Dataset entries:
○ ○ ○ ○ ○ ○ ○

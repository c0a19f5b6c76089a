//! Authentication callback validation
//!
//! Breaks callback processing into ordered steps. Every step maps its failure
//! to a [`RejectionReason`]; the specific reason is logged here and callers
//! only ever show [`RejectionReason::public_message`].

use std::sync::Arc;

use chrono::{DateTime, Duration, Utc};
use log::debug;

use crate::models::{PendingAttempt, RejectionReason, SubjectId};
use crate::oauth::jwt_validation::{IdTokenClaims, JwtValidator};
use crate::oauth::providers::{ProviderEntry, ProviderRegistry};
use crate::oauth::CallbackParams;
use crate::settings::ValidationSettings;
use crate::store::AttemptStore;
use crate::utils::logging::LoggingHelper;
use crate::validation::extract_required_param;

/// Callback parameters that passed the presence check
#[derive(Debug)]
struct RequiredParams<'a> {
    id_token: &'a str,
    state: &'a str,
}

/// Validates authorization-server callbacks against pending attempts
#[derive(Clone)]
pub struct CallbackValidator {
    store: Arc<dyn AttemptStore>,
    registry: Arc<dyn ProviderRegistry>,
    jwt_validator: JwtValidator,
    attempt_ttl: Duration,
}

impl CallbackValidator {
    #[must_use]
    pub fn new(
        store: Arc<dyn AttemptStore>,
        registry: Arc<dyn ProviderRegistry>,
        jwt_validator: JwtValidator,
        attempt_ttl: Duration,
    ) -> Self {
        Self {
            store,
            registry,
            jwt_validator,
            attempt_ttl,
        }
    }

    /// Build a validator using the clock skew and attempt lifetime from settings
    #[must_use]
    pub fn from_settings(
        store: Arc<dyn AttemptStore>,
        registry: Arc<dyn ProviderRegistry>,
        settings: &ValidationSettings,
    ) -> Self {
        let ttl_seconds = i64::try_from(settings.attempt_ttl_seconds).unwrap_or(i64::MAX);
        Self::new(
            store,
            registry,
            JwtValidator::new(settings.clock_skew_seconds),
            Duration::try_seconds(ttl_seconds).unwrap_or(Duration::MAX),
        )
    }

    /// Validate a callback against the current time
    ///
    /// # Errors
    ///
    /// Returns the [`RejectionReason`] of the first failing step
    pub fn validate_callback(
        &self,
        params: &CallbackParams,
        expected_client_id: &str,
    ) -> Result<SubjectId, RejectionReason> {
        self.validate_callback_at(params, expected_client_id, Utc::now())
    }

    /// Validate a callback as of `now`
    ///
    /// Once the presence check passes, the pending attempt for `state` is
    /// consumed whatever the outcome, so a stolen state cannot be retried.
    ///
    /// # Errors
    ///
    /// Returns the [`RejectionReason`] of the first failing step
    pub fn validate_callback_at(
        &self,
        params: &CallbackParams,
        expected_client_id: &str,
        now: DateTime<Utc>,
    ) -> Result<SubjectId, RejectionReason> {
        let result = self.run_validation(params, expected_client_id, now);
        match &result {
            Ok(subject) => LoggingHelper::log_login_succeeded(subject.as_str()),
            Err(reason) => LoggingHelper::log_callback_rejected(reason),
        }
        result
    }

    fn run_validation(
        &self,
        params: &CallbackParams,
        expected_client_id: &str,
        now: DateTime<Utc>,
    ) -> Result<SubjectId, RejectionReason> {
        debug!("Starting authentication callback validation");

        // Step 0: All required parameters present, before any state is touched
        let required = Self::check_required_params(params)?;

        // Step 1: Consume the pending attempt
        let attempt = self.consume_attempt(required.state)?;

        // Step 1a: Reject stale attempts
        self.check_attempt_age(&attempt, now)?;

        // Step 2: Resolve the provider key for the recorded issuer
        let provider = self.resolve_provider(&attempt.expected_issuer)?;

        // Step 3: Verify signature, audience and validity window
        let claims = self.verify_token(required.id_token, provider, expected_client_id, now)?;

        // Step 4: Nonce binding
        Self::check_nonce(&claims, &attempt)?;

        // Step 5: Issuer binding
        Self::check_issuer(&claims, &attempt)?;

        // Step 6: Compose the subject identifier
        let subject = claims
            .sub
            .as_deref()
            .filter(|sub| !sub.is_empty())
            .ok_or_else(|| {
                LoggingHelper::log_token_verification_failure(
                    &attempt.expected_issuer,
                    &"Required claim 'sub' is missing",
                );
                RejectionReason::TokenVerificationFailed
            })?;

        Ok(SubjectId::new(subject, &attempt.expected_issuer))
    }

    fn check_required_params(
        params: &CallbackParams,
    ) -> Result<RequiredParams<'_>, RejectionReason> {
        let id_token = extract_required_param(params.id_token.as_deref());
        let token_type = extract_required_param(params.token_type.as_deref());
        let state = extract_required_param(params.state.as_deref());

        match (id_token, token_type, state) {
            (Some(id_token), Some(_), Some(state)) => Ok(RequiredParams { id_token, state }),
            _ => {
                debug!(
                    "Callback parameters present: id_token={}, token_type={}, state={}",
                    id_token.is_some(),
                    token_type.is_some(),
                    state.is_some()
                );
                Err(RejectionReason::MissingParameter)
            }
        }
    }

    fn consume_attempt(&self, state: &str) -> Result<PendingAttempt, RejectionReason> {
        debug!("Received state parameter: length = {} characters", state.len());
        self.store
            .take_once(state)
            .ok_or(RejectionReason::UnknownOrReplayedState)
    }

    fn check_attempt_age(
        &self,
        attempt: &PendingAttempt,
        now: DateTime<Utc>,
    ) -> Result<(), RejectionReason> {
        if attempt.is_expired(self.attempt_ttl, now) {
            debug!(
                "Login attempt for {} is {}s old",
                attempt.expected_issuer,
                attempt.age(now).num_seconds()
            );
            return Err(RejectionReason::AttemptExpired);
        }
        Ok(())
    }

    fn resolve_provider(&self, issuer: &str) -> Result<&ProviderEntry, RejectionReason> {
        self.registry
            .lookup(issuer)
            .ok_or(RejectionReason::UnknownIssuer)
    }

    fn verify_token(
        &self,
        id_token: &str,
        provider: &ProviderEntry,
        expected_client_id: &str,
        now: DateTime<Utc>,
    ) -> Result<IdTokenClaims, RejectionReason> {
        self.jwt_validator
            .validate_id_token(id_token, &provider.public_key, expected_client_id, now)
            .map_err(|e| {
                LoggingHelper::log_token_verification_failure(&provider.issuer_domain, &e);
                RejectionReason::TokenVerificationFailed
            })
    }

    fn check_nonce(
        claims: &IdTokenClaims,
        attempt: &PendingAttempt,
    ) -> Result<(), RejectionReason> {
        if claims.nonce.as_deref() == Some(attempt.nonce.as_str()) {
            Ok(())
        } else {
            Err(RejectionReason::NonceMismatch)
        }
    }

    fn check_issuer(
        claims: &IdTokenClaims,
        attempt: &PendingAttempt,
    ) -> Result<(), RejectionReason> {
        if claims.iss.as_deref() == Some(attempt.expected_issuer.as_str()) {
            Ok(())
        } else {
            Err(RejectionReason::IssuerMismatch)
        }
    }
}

○ ○ ○ ○ ○ ○ ○

ASSIGNMENT: Give back, word for word, only the lines above from the line holding "the subject identifier" to the line holding "-> Result<RequiredParams<'_>, RejectionReason>", both included.

SOLUTION FOR THIS TASK:
        // Step 6: Compose the subject identifier
        let subject = claims
            .sub
            .as_deref()
            .filter(|sub| !sub.is_empty())
            .ok_or_else(|| {
                LoggingHelper::log_token_verification_failure(
                    &attempt.expected_issuer,
                    &"Required claim 'sub' is missing",
                );
                RejectionReason::TokenVerificationFailed
            })?;

        Ok(SubjectId::new(subject, &attempt.expected_issuer))
    }

    fn check_required_params(
        params: &CallbackParams,
    ) -> Result<RequiredParams<'_>, RejectionReason> {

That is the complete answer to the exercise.